WASHINGTON, D.C. – Rep. Tom Davis, R-Va., ranking member of the House Committee on Oversight and Government Reform, said today he hopes Wednesday’s hearing on formaldehyde levels in trailers distributed to victims of Hurricanes Katrina and Rita won’t focus on a “majority-manufactured conspiracy theory among trailer makers” but rather on the dysfunction of government agencies that has led to and sustained most of the problems.“We saw first-hand the confusion that reigned on the Gulf Coast after the 2005 storms,” said Davis, who chaired the Select Bipartisan Committee to Investigate the Preparation for and Response to Hurricane Katrina and produced a report highly critical of the government’s efforts.

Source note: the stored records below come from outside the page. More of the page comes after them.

//! Local word validation.

use std::collections::HashSet;

/// Decides whether a full row is a real word before it's sent.
pub trait WordChecker {
    /// `word` is uppercase and exactly one row long.
    fn is_valid(&self, word: &str) -> bool;
}

/// Accepts everything and leaves validation to the server.
#[derive(Debug, Clone, Copy, Default)]
pub struct AcceptAll;

impl WordChecker for AcceptAll {
    fn is_valid(&self, _word: &str) -> bool {
        true
    }
}

/// A fixed dictionary.
#[derive(Debug, Clone, Default)]
pub struct WordList {
    words: HashSet<String>,
}

impl WordList {
    /// Builds a list from newline-separated text. Blank lines are skipped;
    /// words are trimmed and uppercased.
    pub fn from_lines(text: &str) -> Self {
        text.lines()
            .map(str::trim)
            .filter(|line| !line.is_empty())
            .map(str::to_uppercase)
            .collect()
    }

    pub fn len(&self) -> usize {
        self.words.len()
    }

    pub fn is_empty(&self) -> bool {
        self.words.is_empty()
    }
}

impl FromIterator<String> for WordList {
    fn from_iter<I: IntoIterator<Item = String>>(iter: I) -> Self {
        Self { words: iter.into_iter().collect() }
    }
}

impl WordChecker for WordList {
    fn is_valid(&self, word: &str) -> bool {
        self.words.contains(&word.to_uppercase())
    }
}
impl<C: Connector, K: Codec> ConnectionManager<C, K> {
    pub fn with_codec(
        connector: C,
        codec: K,
        address: impl Into<String>,
        config: SessionConfig,
    ) -> Self {
        Self {
            connector,
            codec,
            address: address.into(),
            config,
            session: Session::default(),
            state: ConnectionState::Disconnected,
            connection: None,
            keepalive: None,
            queue: VecDeque::new(),
            last_sent: None,
            resend_last: false,
            reconnect_at: None,
            reconnect_attempts: 0,
            lost_unreported: false,
            reconnected_unreported: false,
        }
    }

    // -----------------------------------------------------------------------
    // Accessors
    // -----------------------------------------------------------------------

    pub fn state(&self) -> ConnectionState {
        self.state
    }

    pub fn session(&self) -> &Session {
        &self.session
    }

    /// Records the room code the server assigned.
    pub fn set_room_code(&mut self, code: impl Into<String>) {
        self.session.room_code = Some(code.into());
    }

    pub fn address(&self) -> &str {
        &self.address
    }

    /// Changes the server address used by the next connection attempt.
    pub fn set_address(&mut self, address: impl Into<String>) {
        self.address = address.into();
    }

    /// The last message written to a transport, if any.
    pub fn last_sent(&self) -> Option<&ClientMessage> {
        self.last_sent.as_ref().map(|out| &out.msg)
    }

    /// Messages waiting for a live transport, oldest first.
    pub fn queued(&self) -> impl Iterator<Item = &ClientMessage> {
        self.queue.iter().map(|out| &out.msg)
    }

    // -----------------------------------------------------------------------
    // Lifecycle
    // -----------------------------------------------------------------------

    /// Opens a new session on a bootstrap endpoint.
    ///
    /// Anything left from a previous session is discarded first. `CreateRoom`
    /// makes this client the host; `JoinRoom` records the room code.
    ///
    /// # Errors
    /// `SessionError::ConnectFailed` if the server can't be reached. The
    /// manager stays `Disconnected` and does not retry.
    pub async fn connect(&mut self, endpoint: Endpoint) -> Result<(), SessionError> {
        self.reset().await;

        match &endpoint {
            Endpoint::CreateRoom => self.session.is_host = true,
            Endpoint::JoinRoom(code) => {
                self.session.is_host = false;
                self.session.room_code = Some(code.clone());
            }
            Endpoint::Reconnect { is_host, room_code } => {
                self.session.is_host = *is_host;
                self.session.room_code = Some(room_code.clone());
            }
        }

        let url = endpoint.url(&self.address);
        self.state = ConnectionState::Connecting;
        tracing::info!(%url, "connecting");

        match self.connector.connect(&url).await {
            Ok(conn) => {
                tracing::info!(conn_id = %conn.id(), is_host = self.session.is_host, "connected");
                self.on_connected(conn);
                Ok(())
            }
            Err(e) => {
                tracing::warn!(%url, error = %e, "initial connection failed");
                self.state = ConnectionState::Disconnected;
                Err(SessionError::ConnectFailed(e))
            }
        }
    }

    /// Closes the transport and forgets the session, including any pending
    /// reconnection and every queued message.
    pub async fn reset(&mut self) {
        if let Some(conn) = self.connection.take() {
            if let Err(e) = conn.close().await {
                tracing::debug!(error = %e, "close during reset failed");
            }
        }
        self.keepalive = None;
        self.state = ConnectionState::Disconnected;
        self.session = Session::default();
        self.queue.clear();
        self.last_sent = None;
        self.resend_last = false;
        self.reconnect_at = None;
        self.reconnect_attempts = 0;
        self.lost_unreported = false;
        self.reconnected_unreported = false;
    }

    fn on_connected(&mut self, conn: C::Connection) {
        self.connection = Some(conn);
        self.state = ConnectionState::Connected;
        self.reconnect_at = None;
        self.reconnect_attempts = 0;
        self.keepalive = self.start_keepalive();
    }

    fn start_keepalive(&self) -> Option<Interval> {
        let period = self.config.keepalive_interval;
        if period.is_zero() {
            return None;
        }
        let mut interval = time::interval_at(Instant::now() + period, period);
        interval.set_missed_tick_behavior(MissedTickBehavior::Skip);
        Some(interval)
    }

    // -----------------------------------------------------------------------
    // Outbound
    // -----------------------------------------------------------------------

    /// Sends a message, or queues it for the next live transport.
    ///
    /// Never fails because of the network: a failed write queues the
    /// message and schedules reconnection. While earlier messages are still
    /// waiting, new ones queue behind them so order is kept.
    ///
    /// # Errors
    /// `SessionError::Protocol` if the message can't be encoded.
    pub async fn send(&mut self, msg: ClientMessage) -> Result<(), SessionError> {
        let frame = self.codec.encode_client(&msg)?;
        let out = Outbound { msg, frame };

        if out.msg.is_ping() {
            self.send_ping(&out.frame).await;
            return Ok(());
        }

        if self.state == ConnectionState::Connected && !self.replay_pending() {
            match self.transmit(&out.frame).await {
                Ok(()) => {
                    tracing::debug!(kind = out.msg.kind(), "sent");
                    self.last_sent = Some(out);
                }
                Err(e) => {
                    tracing::warn!(kind = out.msg.kind(), error = %e, "send failed, queued for replay");
                    self.queue.push_back(out);
                    self.begin_reconnect();
                }
            }
            return Ok(());
        }

        tracing::debug!(kind = out.msg.kind(), queued = self.queue.len() + 1, "queued");
        self.queue.push_back(out);
        if self.state == ConnectionState::Connected {
            self.flush().await;
        } else {
            self.begin_reconnect();
        }
        Ok(())
    }

    fn replay_pending(&self) -> bool {
        self.resend_last || !self.queue.is_empty()
    }

    async fn transmit(&self, frame: &str) -> Result<(), TransportError> {
        match &self.connection {
            Some(conn) => conn.send(frame).await,
            None => Err(TransportError::ConnectionClosed("no live transport".into())),
        }
    }

    async fn send_ping(&mut self, frame: &str) {
        if self.state != ConnectionState::Connected {
            return;
        }
        match self.transmit(frame).await {
            Ok(()) => tracing::trace!("keepalive ping"),
            Err(e) => {
                tracing::warn!(error = %e, "keepalive failed");
                self.begin_reconnect();
            }
        }
    }

    /// Writes the replay: `last_sent` again if flagged, then the queue.
    ///
    /// Each message leaves the queue only after its write succeeded and
    /// becomes the new `last_sent`. A failed write schedules reconnection
    /// and leaves the rest in place.
    async fn flush(&mut self) {
        if self.resend_last {
            if let Some(frame) = self.last_sent.as_ref().map(|out| out.frame.clone()) {
                if let Err(e) = self.transmit(&frame).await {
                    tracing::warn!(error = %e, "resend of last message failed");
                    self.begin_reconnect();
                    return;
                }
            }
            self.resend_last = false;
        }

        while let Some(frame) = self.queue.front().map(|out| out.frame.clone()) {
            if let Err(e) = self.transmit(&frame).await {
                tracing::warn!(error = %e, remaining = self.queue.len(), "replay interrupted");
                self.begin_reconnect();
                return;
            }
            self.last_sent = self.queue.pop_front();
        }
    }

    // -----------------------------------------------------------------------
    // Reconnection
    // -----------------------------------------------------------------------

    /// Drops the transport and schedules a reconnection attempt.
    /// Does nothing if one is already pending.
    fn begin_reconnect(&mut self) {
        if self.state == ConnectionState::ReconnectPending {
            return;
        }
        self.keepalive = None;
        self.connection = None;
        self.state = ConnectionState::ReconnectPending;
        self.lost_unreported = true;
        self.schedule_attempt();
    }

    fn schedule_attempt(&mut self) {
        let jitter = self.config.reconnect_jitter.as_millis() as u64;
        let extra = if jitter > 0 {
            Duration::from_millis(rand::rng().random_range(0..=jitter))
        } else {
            Duration::ZERO
        };
        self.reconnect_at = Some(Instant::now() + self.config.reconnect_delay + extra);
    }

    /// One reconnection attempt. Success is reported through
    /// `reconnected_unreported`; `Some` is only returned when the session
    /// cannot be recovered.
    async fn attempt_reconnect(&mut self) -> Option<SessionEvent> {
        let Some(room_code) = self.session.room_code.clone() else {
            tracing::error!("connection lost before a room code was assigned");
            self.reset().await;
            return Some(SessionEvent::Unrecoverable);
        };

        let endpoint = Endpoint::Reconnect { is_host: self.session.is_host, room_code };
        let url = endpoint.url(&self.address);
        self.reconnect_attempts += 1;
        let attempt = self.reconnect_attempts;
        tracing::info!(%url, attempt, "reconnecting");

        match self.connector.connect(&url).await {
            Ok(conn) => {
                self.on_connected(conn);
                self.resend_last = self.last_sent.is_some();
                self.reconnected_unreported = true;
                let replaying = self.queue.len() + usize::from(self.resend_last);
                tracing::info!(attempt, replaying, "reconnected");
                self.flush().await;
                None
            }
            Err(e) => {
                tracing::warn!(attempt, error = %e, "reconnect failed");
                self.schedule_attempt();
                None
            }
        }
    }

    // -----------------------------------------------------------------------
    // Event loop
    // -----------------------------------------------------------------------

    /// Waits for the next thing the layer above needs to know about.
    ///
    /// While connected this reads frames and sends keepalive pings; while
    /// reconnecting it sleeps until the next attempt and dials. Malformed
    /// frames and unknown message types are logged and skipped. When there
    /// is no session this never resolves.
    pub async fn next_event(&mut self) -> SessionEvent {
        loop {
            if self.reconnected_unreported {
                self.reconnected_unreported = false;
                return SessionEvent::Reconnected;
            }
            if self.lost_unreported {
                self.lost_unreported = false;
                return SessionEvent::ConnectionLost;
            }

            match self.state {
                ConnectionState::Connected => {
                    if self.replay_pending() {
                        self.flush().await;
                        continue;
                    }

                    let wake = match self.connection.as_ref() {
                        Some(conn) => tokio::select! {
                            frame = conn.recv() => Wake::Frame(frame),
                            _ = tick(self.keepalive.as_mut()) => Wake::Keepalive,
                        },
                        None => Wake::Frame(Ok(None)),
                    };

                    match wake {
                        Wake::Frame(Ok(Some(frame))) => {
                            if let Some(msg) = self.decode(&frame) {
                                return SessionEvent::Inbound(msg);
                            }
                        }
                        Wake::Frame(Ok(None)) => {
                            tracing::info!("connection closed by server");
                            self.begin_reconnect();
                        }
                        Wake::Frame(Err(e)) => {
                            tracing::warn!(error = %e, "receive failed");
                            self.begin_reconnect();
                        }
                        Wake::Keepalive => match self.codec.encode_client(&ClientMessage::Ping {}) {
                            Ok(frame) => self.send_ping(&frame).await,
                            Err(e) => tracing::error!(error = %e, "could not encode ping"),
                        },
                    }
                }
                ConnectionState::ReconnectPending => {
                    let deadline = self.reconnect_at.unwrap_or_else(Instant::now);
                    time::sleep_until(deadline).await;
                    if let Some(event) = self.attempt_reconnect().await {
                        return event;
                    }
                }
                ConnectionState::Disconnected | ConnectionState::Connecting => {
                    std::future::pending::<()>().await;
                }
            }
        }
    }

    fn decode(&self, frame: &str) -> Option<ServerMessage> {
        match self.codec.decode_server(frame) {
            Ok(msg) => {
                tracing::debug!(kind = msg.kind(), "received");
                Some(msg)
            }
            Err(ProtocolError::UnknownType(kind)) => {
                tracing::warn!(%kind, "ignoring unknown message type");
                None
            }
            Err(e) => {
                tracing::warn!(error = %e, %frame, "dropping malformed frame");
                None
            }
        }
    }
}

“But we have to remember trailer manufacturers were pushed to their limits and did their best to help ill-prepared and disjointed government agencies respond to the disaster. Standards did not exist. Testing methods were not reliable. And occupants – already victimized by a 500-year storm – were caught in the middle.”

His prepared statement is here.

As we noted yesterday, the manufacturers who spoke did a stellar job in explaining the realities they faced, putting environmental issues in context, and describing the efforts they made to ensure their products’ safety. It’s nice to see that some members of the committee were receptive to the facts instead of promoting a pre-determined storyline.